When Life Hands You Lululemons is told from the perspective of three women, and one of them is Emily from Devil Wears Prada.  Emily is a public relations fixer for famous people.  In the first chapter she’s fielding a call about one of her clients, a teen heartthrob pop singer, who was drunkenly wearing a Nazi uniform at a New Year’s party.  And it’s Emily’s job to keep that out of the news and protect his image. But Emily’s problem is that a lot of her high profile clients are leaving her for someone more flashy.

Emily is friends with Miriam, who is a former attorney turned stay at home mom in Greenwich, Connecticut.  While Emily visits Miriam to lick her wounds after her career is taking a nose dive, Miriam’s friend Karolina is embroiled in a scandal.  Karolina, a Senator’s wife, is arrested for drunk driving.  The problem is, she’s not drunk and her husband and friends completely shut her out of their lives. 

Emily and Miriam rally around Karolina.  Emily gets the opportunity to help Karolina revamp her image, while Karolina helps Miriam revamp her stale marriage, while Miriam helps Emily soften her own tough exterior and consider life beyond her career.

It’s a very fun story about the different things that women bring to their friendships, and how vital the friendships between women are.  It was a very quick read that kept me engaged, and I genuinely liked all the characters.  This book should have been the sequel to Devil Wears Prada.

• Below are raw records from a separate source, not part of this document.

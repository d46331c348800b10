//! # overguard-destruct
//!
//! Destructible entities for [`overguard_watchdog`] watchdogs.
//!
//! - [`explosion`] - Blow up (or clear) the failed entity's block
//! - [`ratio`] - Drift a conversion ratio while degraded, explode on destruction
//! - [`delayed`] - Defer a destruction to a later tick
//! - [`world`] - Coordinates and the world surface destructibles act on
//!
//! ## Example
//!
//! ```rust
//! use overguard_destruct::prelude::*;
//! use overguard_watchdog::prelude::*;
//!
//! #[derive(Default)]
//! struct Terrain {
//!     craters: usize,
//! }
//!
//! impl World for Terrain {
//!     fn explode(&mut self, _at: Coordinate, _strength: f32) {
//!         self.craters += 1;
//!     }
//!
//!     fn clear_block(&mut self, _at: Coordinate) {}
//! }
//!
//! # fn main() -> WatchdogResult<()> {
//! let mut terrain = Terrain::default();
//! let voltage = SharedValue::new(0.0);
//! let cable = WorldExplosion::new(&mut terrain, Coordinate::new(3, 64, 3, 0), "cable").cable();
//!
//! let mut watchdog = Watchdog::with_jitter(voltage.clone(), Jitter::NEUTRAL)
//!     .configure(WatchdogConfig::with_bounds(-100.0, 100.0)?)?
//!     .bind(cable);
//!
//! voltage.set(10_000.0);
//! watchdog.advance(0.05)?;
//! assert!(watchdog.status().is_terminal());
//! drop(watchdog);
//! assert_eq!(terrain.craters, 1);
//! # Ok(())
//! # }
//! ```

#![deny(
    unsafe_op_in_unsafe_fn,
    clippy::unwrap_used,
    clippy::expect_used,
    clippy::panic_in_result_fn,
    clippy::panic,
    missing_docs,
    missing_debug_implementations
)]
#![warn(clippy::pedantic)]
#![cfg_attr(docsrs, feature(doc_cfg))]

pub mod delayed;
pub mod error;
pub mod explosion;
pub mod ratio;
pub mod world;

pub mod prelude;

pub use delayed::DelayedDestruction;
pub use error::{DestructError, DestructResult};
pub use explosion::{CABLE_STRENGTH, MACHINE_STRENGTH, WorldExplosion};
pub use ratio::{DRIFT_MAX, DRIFT_MIN, RatioControl, RatioDriftFailure};
pub use world::{Coordinate, World};
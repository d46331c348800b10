//! Per-watchdog supervision statistics.
//!
//! Counters only grow; they are updated once per tick and never allocate.

use serde::{Deserialize, Serialize};

/// Supervision statistics for one watchdog.
#[derive(Debug, Clone, Copy, Default, PartialEq, Serialize, Deserialize)]
pub struct WatchdogStats {
    /// Total number of processed ticks.
    pub ticks: u64,
    /// Ticks whose overflow exceeded the tolerance margin.
    pub overflow_ticks: u64,
    /// Grace tokens spent.
    pub jokers_spent: u32,
    /// Ticks on which the degraded signal was raised.
    pub degraded_ticks: u64,
    /// Degraded episodes started.
    pub degraded_episodes: u32,
    /// Lowest integrator value observed, if any tick ran.
    pub lowest_timeout: Option<f64>,
    /// Expired budgets that were logged instead of destroying the entity.
    pub suppressed_destructions: u32,
    /// Whether destruction has fired.
    pub destroyed: bool,
}

impl WatchdogStats {
    /// Create new empty statistics.
    #[must_use]
    pub fn new() -> Self {
        Self::default()
    }

    /// Record one processed tick and the integrator value it left behind.
    pub fn record_tick(&mut self, timeout: f64, overflowing: bool) {
        self.ticks = self.ticks.saturating_add(1);
        if overflowing {
            self.overflow_ticks = self.overflow_ticks.saturating_add(1);
        }
        self.lowest_timeout = Some(match self.lowest_timeout {
            Some(lowest) => lowest.min(timeout),
            None => timeout,
        });
    }

    /// Record a consumed grace token.
    pub fn record_joker(&mut self) {
        self.jokers_spent = self.jokers_spent.saturating_add(1);
    }

    /// Record a degraded tick; `episode_start` marks the rising edge.
    pub fn record_degraded(&mut self, episode_start: bool) {
        self.degraded_ticks = self.degraded_ticks.saturating_add(1);
        if episode_start {
            self.degraded_episodes = self.degraded_episodes.saturating_add(1);
        }
    }

    /// Fraction of ticks spent beyond the tolerance margin, in percent.
    ///
    /// Returns 0.0 if no ticks have been recorded.
    #[must_use]
    pub fn overflow_rate(&self) -> f64 {
        if self.ticks == 0 {
            0.0
        } else {
            (self.overflow_ticks as f64 / self.ticks as f64) * 100.0
        }
    }

    /// Reset all counters.
    pub fn reset(&mut self) {
        *self = Self::default();
    }
}

#[cfg(test)]
mod tests {
    use super::*;

    #[test]
    fn test_record_tick_tracks_lowest_timeout() {
        let mut stats = WatchdogStats::new();
        assert!(stats.lowest_timeout.is_none());

        stats.record_tick(2.0, false);
        stats.record_tick(0.5, true);
        stats.record_tick(1.5, true);

        assert_eq!(stats.ticks, 3);
        assert_eq!(stats.overflow_ticks, 2);
        assert_eq!(stats.lowest_timeout, Some(0.5));
    }

    #[test]
    fn test_overflow_rate() {
        let mut stats = WatchdogStats::new();
        assert!(stats.overflow_rate().abs() < f64::EPSILON);

        stats.record_tick(1.0, true);
        stats.record_tick(1.0, false);
        assert!((stats.overflow_rate() - 50.0).abs() < f64::EPSILON);
    }

    #[test]
    fn test_degraded_episode_counting() {
        let mut stats = WatchdogStats::new();
        stats.record_degraded(true);
        stats.record_degraded(false);
        stats.record_degraded(false);
        stats.record_degraded(true);

        assert_eq!(stats.degraded_ticks, 4);
        assert_eq!(stats.degraded_episodes, 2);
    }

    #[test]
    fn test_reset() {
        let mut stats = WatchdogStats::new();
        stats.record_tick(1.0, true);
        stats.record_joker();
        stats.destroyed = true;
        stats.reset();
        assert_eq!(stats, WatchdogStats::default());
    }
}
//! Monitored value sources.

use parking_lot::RwLock;
use std::sync::Arc;

/// Read-only view of the monitored quantity.
///
/// `read` is called exactly once per tick and must be cheap and free of side
/// effects. Any `Fn() -> f64` closure is a value source.
pub trait ValueSource {
    /// Current magnitude of the monitored quantity.
    fn read(&self) -> f64;
}

impl<F> ValueSource for F
where
    F: Fn() -> f64,
{
    fn read(&self) -> f64 {
        self()
    }
}

/// A value cell written by the simulation and read by a watchdog.
///
/// Clones share the same cell.
#[derive(Debug, Clone, Default)]
pub struct SharedValue {
    inner: Arc<RwLock<f64>>,
}

impl SharedValue {
    /// Create a cell holding `initial`.
    #[must_use]
    pub fn new(initial: f64) -> Self {
        Self {
            inner: Arc::new(RwLock::new(initial)),
        }
    }

    /// Publish a new value.
    pub fn set(&self, value: f64) {
        *self.inner.write() = value;
    }

    /// Current value.
    #[must_use]
    pub fn get(&self) -> f64 {
        *self.inner.read()
    }
}

impl ValueSource for SharedValue {
    fn read(&self) -> f64 {
        self.get()
    }
}
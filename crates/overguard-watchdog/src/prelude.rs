//! Prelude for overguard-watchdog.
//!
//! This module re-exports the most commonly used types for convenient importing.
//!
//! # Example
//!
//! ```rust
//! use overguard_watchdog::prelude::*;
//!
//! let config = WatchdogConfig::disabled();
//! assert!(config.validate().is_ok());
//! ```

pub use crate::config::{WatchdogConfig, WatchdogConfigBuilder};
pub use crate::destructible::Destructible;
pub use crate::error::{WatchdogError, WatchdogResult};
pub use crate::jitter::Jitter;
pub use crate::process::{Process, ProcessList};
pub use crate::source::{SharedValue, ValueSource};
pub use crate::stats::WatchdogStats;
pub use crate::watchdog::{TickReport, Watchdog, WatchdogStatus};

BJ Knapp author of Beside the Music enjoyed Dear Martin by Nik Stone.Dear Martin by Nic Stone

This is one of those books that forced me to have a look at a problem that is facing African Americans all over the US—the issue of racial profiling.  The story opens with our protagonist Justyce is helping his white girlfriend on the side of the road.  She’s absolutely wasted and he’s trying to get her home safely.  A cop pulls up and assumes the worst at seeing a young black man and a drunk white woman.  He arrests Justyce on the spot and doesn’t allow him the opportunity to explain. 

Justyce is a young black man in an elite private school where he is outnumbered.  He struggles with balancing his future in a predominately white world and his past in a poor inner city neighborhood.  The issue of race slaps him every time he turns his head.  Will he go to Yale or will he join a gang as he’s trying to figure out who he is in a world that he’s noticing is stacked against him because of the color of his skin. 

As a white woman, these are things I do not face.  And Nic Stone did a great job of telling a very plausible story that opened my eyes to just how unfair the question of race can be.